Kevin Meredith
Kevin Meredith

Reputation: 41909

Understanding Haskell's `map` - Stack or Heap?

Given the following function:

f :: [String]
f = map integerToWord [1..999999999]

integerToWord :: Integer -> String

Let's ignore the implementation. Here's a sample output:

ghci> integerToWord 123999
"onehundredtwentythreethousandandninehundredninetynine"

When I execute f, do all results, i.e. f(0) through f(999999999) get stored on the stack or heap?

Note - I'm assuming that Haskell has a stack and heap.

After running this function for ~1 minute, I don't see the RAM increasing from its original usage.

Upvotes: 0

Views: 322

Answers (3)

Luis Casillas
Luis Casillas

Reputation: 30217

GHC programs use a stack and a heap... but it doesn't work at all like the eager language stack machines you're familiar with. Somebody else is gonna have to explain this, because I can't.

The other challenge in answering your question is that GHC uses the following two techniques:

  1. Lazy evaluation
  2. List fusion

Lazy evaluation in Haskell means that (as the default rule) expressions are only evaluated when their value is demanded, and even then they may only be partially evaluated—only far enough as needed to resolve a pattern match that requires the value. So we can't say what your map example does without knowing what is demanding its value.

List fusion is a set of rewrite rules built into GHC, that recognize a number of situations where the output of a "good" list producer is only ever consumed as the input of a "good" list consumer. In these cases, Haskell can fuse the producer and the consumer into an object-code loop without ever allocating list cells.

In your case:

  1. [1..999999999] is a good producer
  2. map is both a good consumer and a good producer
  3. But you seem to be using ghci, which doesn't do fusion. You need to compile your program with -O for fusion to happen.
  4. You haven't told us what would be consuming the output of the map. If it's a good consumer it will fuse with the map.

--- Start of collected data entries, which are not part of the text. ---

use thiserror::Error;

#[derive(Error, Debug, Clone, PartialEq)]
pub enum Error {
    /// The seed was neither an integer nor a string.
    #[error("The seed value must be an integer or string, got {0}")]
    InvalidSeed(String),

    /// No color family covers the hue.
    #[error("Color not found for hue {0}")]
    ColorFamilyNotFound(f64),

    /// A custom dictionary table is malformed.
    #[error("Invalid dictionary: {0}")]
    InvalidDictionary(String),

    /// The options document could not be read.
    #[error("Invalid options: {0}")]
    InvalidOptions(String),
}

pub type Result<T> = std::result::Result<T, Error>;

impl From<serde_json::Error> for Error {
    fn from(err: serde_json::Error) -> Self {
        Self::InvalidOptions(err.to_string())
    }
}
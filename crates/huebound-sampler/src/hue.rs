//! Hue selectors: which slice of the color wheel a request samples from.

use std::convert::Infallible;
use std::str::FromStr;

use huebound_color::Hsb;
use serde_json::Value;

use crate::dictionary::{ColorFamily, Dictionary};

/// The whole wheel, both ends included.
const FULL_SPECTRUM: (f64, f64) = (0.0, 360.0);

/// What a request asks for in terms of hue.
#[derive(Debug, Clone, Copy, PartialEq, Default)]
pub enum HueSelector {
    /// Any hue.
    #[default]
    Any,
    /// Anywhere in a named family's interval.
    Family(ColorFamily),
    /// One exact degree. Only honoured strictly inside (0, 360); 0 and
    /// anything at or past 360 mean [`HueSelector::Any`].
    Degree(u16),
    /// The hue of a hex color, exactly as recovered (may be fractional).
    Hex(f64),
}

impl HueSelector {
    /// Parse free-form hue input.
    ///
    /// Tried in order: a leading integer strictly inside (0, 360), a
    /// family name, a 3- or 6-digit hex color. Anything else selects the
    /// full spectrum; malformed input is never an error. Note that `"123"`
    /// is therefore a degree, not `#112233`.
    #[must_use]
    pub fn parse(input: &str) -> Self {
        if let Some(degree) = leading_integer(input).and_then(in_open_circle) {
            return Self::Degree(degree);
        }
        if let Some(family) = ColorFamily::from_name(input) {
            return Self::Family(family);
        }
        Self::hex(input).unwrap_or(Self::Any)
    }

    /// The hue of a `#rgb` / `#rrggbb` color.
    #[must_use]
    pub fn hex(input: &str) -> Option<Self> {
        Hsb::from_hex(input).map(|hsb| Self::Hex(hsb.h))
    }

    /// Read a selector from a JSON options value.
    ///
    /// Strings go through [`HueSelector::parse`]; numbers are truncated
    /// toward zero and kept when strictly inside (0, 360). Anything else
    /// is the full spectrum.
    #[must_use]
    pub fn from_value(value: &Value) -> Self {
        match value {
            Value::String(s) => Self::parse(s),
            Value::Number(n) => n
                .as_f64()
                .map(f64::trunc)
                .filter(|d| *d > 0.0 && *d < 360.0)
                .map_or(Self::Any, |d| Self::Degree(d as u16)),
            _ => Self::Any,
        }
    }

    /// Whether this selects the grey family.
    #[must_use]
    pub fn is_monochrome(self) -> bool {
        self == Self::Family(ColorFamily::Monochrome)
    }

    /// The closed degree interval to draw from.
    ///
    /// Red's interval starts below zero; callers wrap negative draws.
    #[must_use]
    pub fn range(self, dictionary: &Dictionary) -> (f64, f64) {
        match self {
            Self::Any => FULL_SPECTRUM,
            Self::Family(family) => dictionary
                .get(family)
                .hue_range
                .map_or(FULL_SPECTRUM, |(lo, hi)| (f64::from(lo), f64::from(hi))),
            Self::Degree(d) if d > 0 && d < 360 => (f64::from(d), f64::from(d)),
            Self::Degree(_) => FULL_SPECTRUM,
            Self::Hex(h) => (h, h),
        }
    }
}

impl From<ColorFamily> for HueSelector {
    fn from(family: ColorFamily) -> Self {
        Self::Family(family)
    }
}

impl From<u16> for HueSelector {
    fn from(degree: u16) -> Self {
        Self::Degree(degree)
    }
}

impl From<&str> for HueSelector {
    fn from(input: &str) -> Self {
        Self::parse(input)
    }
}

impl FromStr for HueSelector {
    type Err = Infallible;

    fn from_str(s: &str) -> Result<Self, Self::Err> {
        Ok(Self::parse(s))
    }
}

/// Parse the integer a string starts with: optional leading whitespace,
/// optional sign, then digits. Trailing text is ignored.
fn leading_integer(input: &str) -> Option<i64> {
    let s = input.trim_start();
    let (sign, digits) = match s.as_bytes().first() {
        Some(b'-') => (-1, &s[1..]),
        Some(b'+') => (1, &s[1..]),
        _ => (1, s),
    };
    let end = digits.bytes().take_while(u8::is_ascii_digit).count();
    if end == 0 {
        return None;
    }
    digits[..end].parse::<i64>().ok().map(|n| sign * n)
}

fn in_open_circle(degree: i64) -> Option<u16> {
    if degree > 0 && degree < 360 {
        u16::try_from(degree).ok()
    } else {
        None
    }
}

// ---------------------------------------------------------------------------
// Tests
// ---------------------------------------------------------------------------
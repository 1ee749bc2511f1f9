// SPDX-License-Identifier: MIT
//
// huebound — random colors that stay within pleasing regions of HSB space.
//
// The binary is a thin shell around the crates:
//
//   huebound-sampler → request, dictionary, seeded draws, generate()
//   huebound-color   → Hsb and its hex / rgb / hsl renderings
//
// Each invocation flows through:
//
//   argv → Cli → SampleRequest → generate → Output → stdout
//
// Logging goes to stderr (RUST_LOG, default `warn`) so stdout only ever
// carries colors.

mod cli;

use std::io::{self, Write};

use anyhow::{Context, Result};
use clap::Parser;
use tracing::debug;
use tracing_subscriber::{fmt, prelude::*, EnvFilter};

use huebound_color::Rgb;
use huebound_sampler::{generate, FormattedColor, Output};

use cli::Cli;

fn main() -> Result<()> {
    tracing_subscriber::registry()
        .with(fmt::layer().with_writer(io::stderr))
        .with(EnvFilter::from_default_env().add_directive(tracing::Level::WARN.into()))
        .init();

    let cli = Cli::parse();
    let request = cli.request()?;
    debug!(?request, "parsed arguments");

    let output = generate(&request).context("failed to generate colors")?;

    let stdout = io::stdout();
    let mut out = stdout.lock();
    if cli.json {
        serde_json::to_writer(&mut out, &output).context("failed to encode output")?;
        writeln!(out)?;
    } else {
        print_colors(&mut out, &output, cli.swatch)?;
    }
    out.flush()?;
    Ok(())
}

// ─── Output ─────────────────────────────────────────────────────────────────

/// One color per line, each optionally led by a swatch.
fn print_colors(w: &mut impl Write, output: &Output, swatch: bool) -> io::Result<()> {
    for color in output.colors() {
        if swatch {
            write_swatch(w, color)?;
        }
        writeln!(w, "{color}")?;
    }
    Ok(())
}

/// Two cells of 24-bit background in the color, then a space.
///
/// HSL renderings are rounded and cannot be turned back into RGB; they get
/// blank padding instead so columns still line up.
fn write_swatch(w: &mut impl Write, color: &FormattedColor) -> io::Result<()> {
    match color.to_rgb() {
        Some(Rgb { r, g, b }) => write!(w, "\x1b[48;2;{r};{g};{b}m  \x1b[0m "),
        None => w.write_all(b"   "),
    }
}

// ─── Tests ──────────────────────────────────────────────────────────────────

#[cfg(test)]
mod tests {
    use super::*;
    use huebound_color::Hsl;
    use pretty_assertions::assert_eq;

    fn emit(f: impl FnOnce(&mut Vec<u8>) -> io::Result<()>) -> String {
        let mut buf = Vec::new();
        f(&mut buf).unwrap();
        String::from_utf8(buf).unwrap()
    }

    #[test]
    fn swatch_uses_truecolor_background() {
        let color = FormattedColor::Hex("#0064c8".into());
        assert_eq!(emit(|w| write_swatch(w, &color)), "\x1b[48;2;0;100;200m  \x1b[0m ");
    }

    #[test]
    fn swatch_pads_hsl() {
        let color = FormattedColor::Hsl(Hsl::new(120.0, 50.0, 50.0));
        assert_eq!(emit(|w| write_swatch(w, &color)), "   ");
    }

    #[test]
    fn plain_lines() {
        let output = Output::Batch(vec![
            FormattedColor::Hex("#245aa0".into()),
            FormattedColor::RgbArray([1, 2, 3]),
        ]);
        assert_eq!(emit(|w| print_colors(w, &output, false)), "#245aa0\n[1, 2, 3]\n");
    }

    #[test]
    fn lines_with_swatches() {
        let output = Output::Single(FormattedColor::Rgb(Rgb::new(1, 2, 3)));
        assert_eq!(
            emit(|w| print_colors(w, &output, true)),
            "\x1b[48;2;1;2;3m  \x1b[0m rgb(1, 2, 3)\n"
        );
    }
}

But there's a good chance that GHC would eliminate most or all of the list cell allocations if you compiled (with -O) a program that just prints the result of that code. In that case, the list would not exist as a data structure in memory at all—the compiler would generate object code that does something roughly equivalent to this:

for (int i = 1; i <= 999999999; i++) {
    print(integerToWord(i));
}

Upvotes: 0

MathematicalOrchid
MathematicalOrchid

Reputation: 62818

First: To split hairs, the following answer applies to GHC. A different Haskell compiler could plausibly implement things differently.

There is indeed a heap and a stack. Almost everything goes on the heap, and hardly anything goes on the stack.

Consider, for example, the expression

let x = foo 17 in ...

Let's assume that the optimiser doesn't transform this into something completely different. The call to foo doesn't appear on the stack at all; instead, we create a note on the heap saying that we need to do foo 17 at some point, and x becomes a pointer to this note.

So, to answer your question: when you call f, a note that says "we need to execute map integerToWord [1..999999999] someday" gets stored on the heap, and you get a pointer to that. What happens next depends on what you do with that result.

If, for example, you try to print the entire thing, then yes, the result of every call to f ends up on the heap. At any given moment, only a single call to f is on the stack.

Alternatively, if you just try to access the 8th element of the result, then a bunch of "call f 5 someday" notes end up on the heap, plus the result of f 8, plus a note for the rest of the list.

Incidentally, there's a package out there ("vacuum"?) which lets you print out the actual object graphs for what you're executing. You might find it interesting.

Upvotes: 2

zerkms
zerkms

Reputation: 254916

To be precise - when you "just execute" f it's not evaluated unless you use its result somehow. And when you do - it's stored according to how it's required to fulfill the caller requirements.

As of this example - it's not stored anywhere: the function is applied to every number, the result is output to your terminal and is discarded. So at a given moment in time you only allocate enough memory to store the current value and the result (which is an approximation, but for the case it's precise enough).